MATERIAL PROVIDED:
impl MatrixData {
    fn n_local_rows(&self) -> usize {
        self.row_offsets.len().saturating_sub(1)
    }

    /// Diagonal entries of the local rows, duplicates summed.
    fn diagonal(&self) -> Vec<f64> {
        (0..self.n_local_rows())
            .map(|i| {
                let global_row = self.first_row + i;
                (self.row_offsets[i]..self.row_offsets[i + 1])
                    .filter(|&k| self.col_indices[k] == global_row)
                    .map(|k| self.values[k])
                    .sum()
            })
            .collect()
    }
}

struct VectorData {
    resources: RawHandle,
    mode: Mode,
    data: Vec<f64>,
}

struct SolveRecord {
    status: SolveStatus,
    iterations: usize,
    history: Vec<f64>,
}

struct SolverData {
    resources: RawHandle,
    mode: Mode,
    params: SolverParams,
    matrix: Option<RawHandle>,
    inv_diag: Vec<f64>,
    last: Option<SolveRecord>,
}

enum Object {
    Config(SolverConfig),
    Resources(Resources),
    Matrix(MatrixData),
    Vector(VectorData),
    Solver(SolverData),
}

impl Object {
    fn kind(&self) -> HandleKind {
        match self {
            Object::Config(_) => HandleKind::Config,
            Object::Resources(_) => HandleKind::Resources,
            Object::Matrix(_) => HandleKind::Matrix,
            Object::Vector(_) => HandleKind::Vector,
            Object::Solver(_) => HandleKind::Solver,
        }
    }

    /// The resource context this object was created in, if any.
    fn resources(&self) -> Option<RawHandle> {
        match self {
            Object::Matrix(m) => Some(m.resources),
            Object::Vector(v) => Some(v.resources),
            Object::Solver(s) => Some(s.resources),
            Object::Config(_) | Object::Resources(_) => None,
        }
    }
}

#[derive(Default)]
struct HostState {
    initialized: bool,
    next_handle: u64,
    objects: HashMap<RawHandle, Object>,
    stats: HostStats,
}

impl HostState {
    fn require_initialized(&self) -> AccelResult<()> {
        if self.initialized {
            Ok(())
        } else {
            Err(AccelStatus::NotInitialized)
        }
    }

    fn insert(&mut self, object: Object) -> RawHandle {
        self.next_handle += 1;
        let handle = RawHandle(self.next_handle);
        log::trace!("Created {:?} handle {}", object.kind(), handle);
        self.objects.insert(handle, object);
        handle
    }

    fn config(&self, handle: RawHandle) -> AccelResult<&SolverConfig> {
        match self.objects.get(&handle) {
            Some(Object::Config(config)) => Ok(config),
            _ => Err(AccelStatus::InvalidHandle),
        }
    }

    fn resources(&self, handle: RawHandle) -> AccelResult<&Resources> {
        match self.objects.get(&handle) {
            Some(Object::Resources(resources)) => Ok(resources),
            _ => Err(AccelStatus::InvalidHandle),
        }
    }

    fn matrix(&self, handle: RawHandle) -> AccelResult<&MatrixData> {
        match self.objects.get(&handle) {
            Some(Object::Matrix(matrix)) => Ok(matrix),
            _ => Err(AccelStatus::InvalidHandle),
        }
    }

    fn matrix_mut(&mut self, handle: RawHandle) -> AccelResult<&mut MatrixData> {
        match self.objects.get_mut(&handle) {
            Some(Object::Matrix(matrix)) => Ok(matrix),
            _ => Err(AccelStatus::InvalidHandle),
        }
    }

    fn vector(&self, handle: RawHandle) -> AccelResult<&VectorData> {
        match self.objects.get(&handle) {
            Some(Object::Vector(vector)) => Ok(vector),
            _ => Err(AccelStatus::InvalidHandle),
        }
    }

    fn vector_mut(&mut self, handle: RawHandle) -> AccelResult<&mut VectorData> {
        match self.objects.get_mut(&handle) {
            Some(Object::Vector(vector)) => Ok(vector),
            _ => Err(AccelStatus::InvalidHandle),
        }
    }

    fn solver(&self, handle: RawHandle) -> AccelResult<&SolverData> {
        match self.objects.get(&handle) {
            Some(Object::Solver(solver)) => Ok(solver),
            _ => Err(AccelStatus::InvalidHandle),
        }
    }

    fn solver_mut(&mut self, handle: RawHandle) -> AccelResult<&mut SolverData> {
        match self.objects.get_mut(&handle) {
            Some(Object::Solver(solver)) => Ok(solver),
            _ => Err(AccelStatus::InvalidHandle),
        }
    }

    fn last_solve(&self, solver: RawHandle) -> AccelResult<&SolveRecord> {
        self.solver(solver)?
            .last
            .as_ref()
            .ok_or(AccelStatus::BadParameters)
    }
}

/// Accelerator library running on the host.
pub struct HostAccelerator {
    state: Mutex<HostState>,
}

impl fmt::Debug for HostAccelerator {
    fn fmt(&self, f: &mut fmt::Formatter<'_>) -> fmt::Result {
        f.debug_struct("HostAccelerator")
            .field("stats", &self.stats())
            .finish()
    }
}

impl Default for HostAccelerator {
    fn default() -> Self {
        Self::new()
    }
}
--
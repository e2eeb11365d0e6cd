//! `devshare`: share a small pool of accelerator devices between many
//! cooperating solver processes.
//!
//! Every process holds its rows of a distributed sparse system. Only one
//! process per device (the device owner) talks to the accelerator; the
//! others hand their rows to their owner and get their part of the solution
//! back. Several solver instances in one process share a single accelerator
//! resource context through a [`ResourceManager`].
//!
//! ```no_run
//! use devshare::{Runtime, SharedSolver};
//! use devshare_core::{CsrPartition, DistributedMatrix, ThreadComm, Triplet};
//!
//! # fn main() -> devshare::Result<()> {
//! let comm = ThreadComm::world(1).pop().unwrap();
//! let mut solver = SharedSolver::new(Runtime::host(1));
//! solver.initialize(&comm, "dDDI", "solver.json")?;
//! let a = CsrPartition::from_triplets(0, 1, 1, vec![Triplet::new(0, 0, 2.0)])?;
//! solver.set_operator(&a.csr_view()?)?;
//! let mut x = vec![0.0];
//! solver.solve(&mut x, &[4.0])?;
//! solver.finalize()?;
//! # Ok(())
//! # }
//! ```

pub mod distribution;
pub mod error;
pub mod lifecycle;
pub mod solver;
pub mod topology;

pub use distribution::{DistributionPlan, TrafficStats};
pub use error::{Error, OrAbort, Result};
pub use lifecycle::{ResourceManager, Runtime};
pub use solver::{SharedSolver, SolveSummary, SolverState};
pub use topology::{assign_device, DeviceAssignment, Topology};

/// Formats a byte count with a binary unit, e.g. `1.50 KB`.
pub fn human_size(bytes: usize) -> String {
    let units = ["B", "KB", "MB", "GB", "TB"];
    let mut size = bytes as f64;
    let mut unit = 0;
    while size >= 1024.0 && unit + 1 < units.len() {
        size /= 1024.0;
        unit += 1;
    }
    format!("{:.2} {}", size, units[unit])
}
---
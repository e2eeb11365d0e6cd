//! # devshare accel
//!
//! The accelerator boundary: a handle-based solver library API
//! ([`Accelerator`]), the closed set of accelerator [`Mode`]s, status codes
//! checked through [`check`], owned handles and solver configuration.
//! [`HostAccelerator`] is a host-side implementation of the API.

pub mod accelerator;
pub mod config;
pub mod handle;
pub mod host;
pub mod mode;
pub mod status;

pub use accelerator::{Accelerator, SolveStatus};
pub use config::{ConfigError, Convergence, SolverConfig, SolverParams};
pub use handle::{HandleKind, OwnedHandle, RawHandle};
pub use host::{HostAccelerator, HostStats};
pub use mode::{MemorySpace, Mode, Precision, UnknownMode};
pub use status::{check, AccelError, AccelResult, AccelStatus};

TASK GOAL: Wherever a line of the data above contains "context", copy that line.

SOLUTION TO THE PROBLEM:
    /// The resource context this object was created in, if any.
//! resource context through a [`ResourceManager`].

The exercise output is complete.